Return the records exactly as they are.
(Records supplied Opens)
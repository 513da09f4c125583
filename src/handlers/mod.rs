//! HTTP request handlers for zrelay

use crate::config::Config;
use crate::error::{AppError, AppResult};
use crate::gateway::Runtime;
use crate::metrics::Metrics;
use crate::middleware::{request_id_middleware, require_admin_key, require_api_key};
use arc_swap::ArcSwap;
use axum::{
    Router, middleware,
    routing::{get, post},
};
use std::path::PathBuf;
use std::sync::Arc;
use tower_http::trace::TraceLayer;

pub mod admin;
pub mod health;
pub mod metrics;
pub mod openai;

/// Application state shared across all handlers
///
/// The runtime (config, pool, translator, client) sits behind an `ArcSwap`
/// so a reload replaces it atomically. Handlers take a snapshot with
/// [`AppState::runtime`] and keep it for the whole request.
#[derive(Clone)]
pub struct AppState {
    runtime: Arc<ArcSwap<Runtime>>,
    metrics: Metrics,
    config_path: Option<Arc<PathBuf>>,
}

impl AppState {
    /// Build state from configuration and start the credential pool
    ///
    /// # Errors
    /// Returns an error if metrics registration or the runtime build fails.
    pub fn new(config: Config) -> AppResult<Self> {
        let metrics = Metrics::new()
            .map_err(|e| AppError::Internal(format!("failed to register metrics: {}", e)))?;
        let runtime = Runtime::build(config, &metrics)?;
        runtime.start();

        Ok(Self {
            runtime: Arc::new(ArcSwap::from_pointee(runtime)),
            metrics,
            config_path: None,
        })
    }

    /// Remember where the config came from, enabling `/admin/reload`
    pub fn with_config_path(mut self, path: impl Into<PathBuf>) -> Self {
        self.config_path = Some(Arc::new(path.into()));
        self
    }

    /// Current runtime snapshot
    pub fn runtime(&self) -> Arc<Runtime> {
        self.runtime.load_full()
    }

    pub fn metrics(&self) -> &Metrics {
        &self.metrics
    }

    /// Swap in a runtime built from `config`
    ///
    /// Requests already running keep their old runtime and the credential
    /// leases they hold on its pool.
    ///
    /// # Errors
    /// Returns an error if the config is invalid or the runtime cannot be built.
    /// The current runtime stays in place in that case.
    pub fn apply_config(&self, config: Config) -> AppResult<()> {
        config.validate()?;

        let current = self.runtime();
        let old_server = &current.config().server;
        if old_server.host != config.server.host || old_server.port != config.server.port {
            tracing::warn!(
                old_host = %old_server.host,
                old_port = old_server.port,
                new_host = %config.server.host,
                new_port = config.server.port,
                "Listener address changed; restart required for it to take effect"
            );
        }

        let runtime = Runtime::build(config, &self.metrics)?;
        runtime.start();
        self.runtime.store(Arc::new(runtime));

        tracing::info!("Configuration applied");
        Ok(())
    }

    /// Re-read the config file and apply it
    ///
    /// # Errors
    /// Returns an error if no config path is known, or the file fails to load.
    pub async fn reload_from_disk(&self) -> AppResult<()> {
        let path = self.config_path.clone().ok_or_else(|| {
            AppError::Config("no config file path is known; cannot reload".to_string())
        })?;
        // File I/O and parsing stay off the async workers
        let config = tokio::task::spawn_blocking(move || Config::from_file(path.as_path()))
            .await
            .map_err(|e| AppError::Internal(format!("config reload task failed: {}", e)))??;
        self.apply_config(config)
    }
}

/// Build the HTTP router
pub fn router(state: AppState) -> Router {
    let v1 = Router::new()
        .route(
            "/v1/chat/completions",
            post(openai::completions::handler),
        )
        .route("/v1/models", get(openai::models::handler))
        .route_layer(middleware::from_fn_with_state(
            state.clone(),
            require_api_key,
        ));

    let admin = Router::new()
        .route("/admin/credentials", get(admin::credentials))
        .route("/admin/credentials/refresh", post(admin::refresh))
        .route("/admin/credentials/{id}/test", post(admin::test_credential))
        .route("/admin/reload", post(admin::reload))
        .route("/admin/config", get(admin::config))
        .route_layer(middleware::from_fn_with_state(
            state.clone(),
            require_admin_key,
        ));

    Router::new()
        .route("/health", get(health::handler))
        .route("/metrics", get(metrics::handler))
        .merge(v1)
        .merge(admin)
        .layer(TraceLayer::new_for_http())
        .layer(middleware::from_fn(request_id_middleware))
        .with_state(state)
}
(Records supplied Closes)
[Result for this exercise]
repository 513da09f4c125583
filename src/handlers/mod.rs
//! HTTP request handlers for zrelay

use crate::config::Config;
use crate::error::{AppError, AppResult};
use crate::gateway::Runtime;
use crate::metrics::Metrics;
use crate::middleware::{request_id_middleware, require_admin_key, require_api_key};
use arc_swap::ArcSwap;
use axum::{
    Router, middleware,
    routing::{get, post},
};
use std::path::PathBuf;
use std::sync::Arc;
use tower_http::trace::TraceLayer;

pub mod admin;
pub mod health;
pub mod metrics;
pub mod openai;

/// Application state shared across all handlers
///
/// The runtime (config, pool, translator, client) sits behind an `ArcSwap`
/// so a reload replaces it atomically. Handlers take a snapshot with
/// [`AppState::runtime`] and keep it for the whole request.
#[derive(Clone)]
pub struct AppState {
    runtime: Arc<ArcSwap<Runtime>>,
    metrics: Metrics,
    config_path: Option<Arc<PathBuf>>,
}

impl AppState {
    /// Build state from configuration and start the credential pool
    ///
    /// # Errors
    /// Returns an error if metrics registration or the runtime build fails.
    pub fn new(config: Config) -> AppResult<Self> {
        let metrics = Metrics::new()
            .map_err(|e| AppError::Internal(format!("failed to register metrics: {}", e)))?;
        let runtime = Runtime::build(config, &metrics)?;
        runtime.start();

        Ok(Self {
            runtime: Arc::new(ArcSwap::from_pointee(runtime)),
            metrics,
            config_path: None,
        })
    }

    /// Remember where the config came from, enabling `/admin/reload`
    pub fn with_config_path(mut self, path: impl Into<PathBuf>) -> Self {
        self.config_path = Some(Arc::new(path.into()));
        self
    }

    /// Current runtime snapshot
    pub fn runtime(&self) -> Arc<Runtime> {
        self.runtime.load_full()
    }

    pub fn metrics(&self) -> &Metrics {
        &self.metrics
    }

    /// Swap in a runtime built from `config`
    ///
    /// Requests already running keep their old runtime and the credential
    /// leases they hold on its pool.
    ///
    /// # Errors
    /// Returns an error if the config is invalid or the runtime cannot be built.
    /// The current runtime stays in place in that case.
    pub fn apply_config(&self, config: Config) -> AppResult<()> {
        config.validate()?;

        let current = self.runtime();
        let old_server = &current.config().server;
        if old_server.host != config.server.host || old_server.port != config.server.port {
            tracing::warn!(
                old_host = %old_server.host,
                old_port = old_server.port,
                new_host = %config.server.host,
                new_port = config.server.port,
                "Listener address changed; restart required for it to take effect"
            );
        }

        let runtime = Runtime::build(config, &self.metrics)?;
        runtime.start();
        self.runtime.store(Arc::new(runtime));

        tracing::info!("Configuration applied");
        Ok(())
    }

    /// Re-read the config file and apply it
    ///
    /// # Errors
    /// Returns an error if no config path is known, or the file fails to load.
    pub async fn reload_from_disk(&self) -> AppResult<()> {
        let path = self.config_path.clone().ok_or_else(|| {
            AppError::Config("no config file path is known; cannot reload".to_string())
        })?;
        // File I/O and parsing stay off the async workers
        let config = tokio::task::spawn_blocking(move || Config::from_file(path.as_path()))
            .await
            .map_err(|e| AppError::Internal(format!("config reload task failed: {}", e)))??;
        self.apply_config(config)
    }
}

/// Build the HTTP router
pub fn router(state: AppState) -> Router {
    let v1 = Router::new()
        .route(
            "/v1/chat/completions",
            post(openai::completions::handler),
        )
        .route("/v1/models", get(openai::models::handler))
        .route_layer(middleware::from_fn_with_state(
            state.clone(),
            require_api_key,
        ));

    let admin = Router::new()
        .route("/admin/credentials", get(admin::credentials))
        .route("/admin/credentials/refresh", post(admin::refresh))
        .route("/admin/credentials/{id}/test", post(admin::test_credential))
        .route("/admin/reload", post(admin::reload))
        .route("/admin/config", get(admin::config))
        .route_layer(middleware::from_fn_with_state(
            state.clone(),
            require_admin_key,
        ));

    Router::new()
        .route("/health", get(health::handler))
        .route("/metrics", get(metrics::handler))
        .merge(v1)
        .merge(admin)
        .layer(TraceLayer::new_for_http())
        .layer(middleware::from_fn(request_id_middleware))
        .with_state(state)
}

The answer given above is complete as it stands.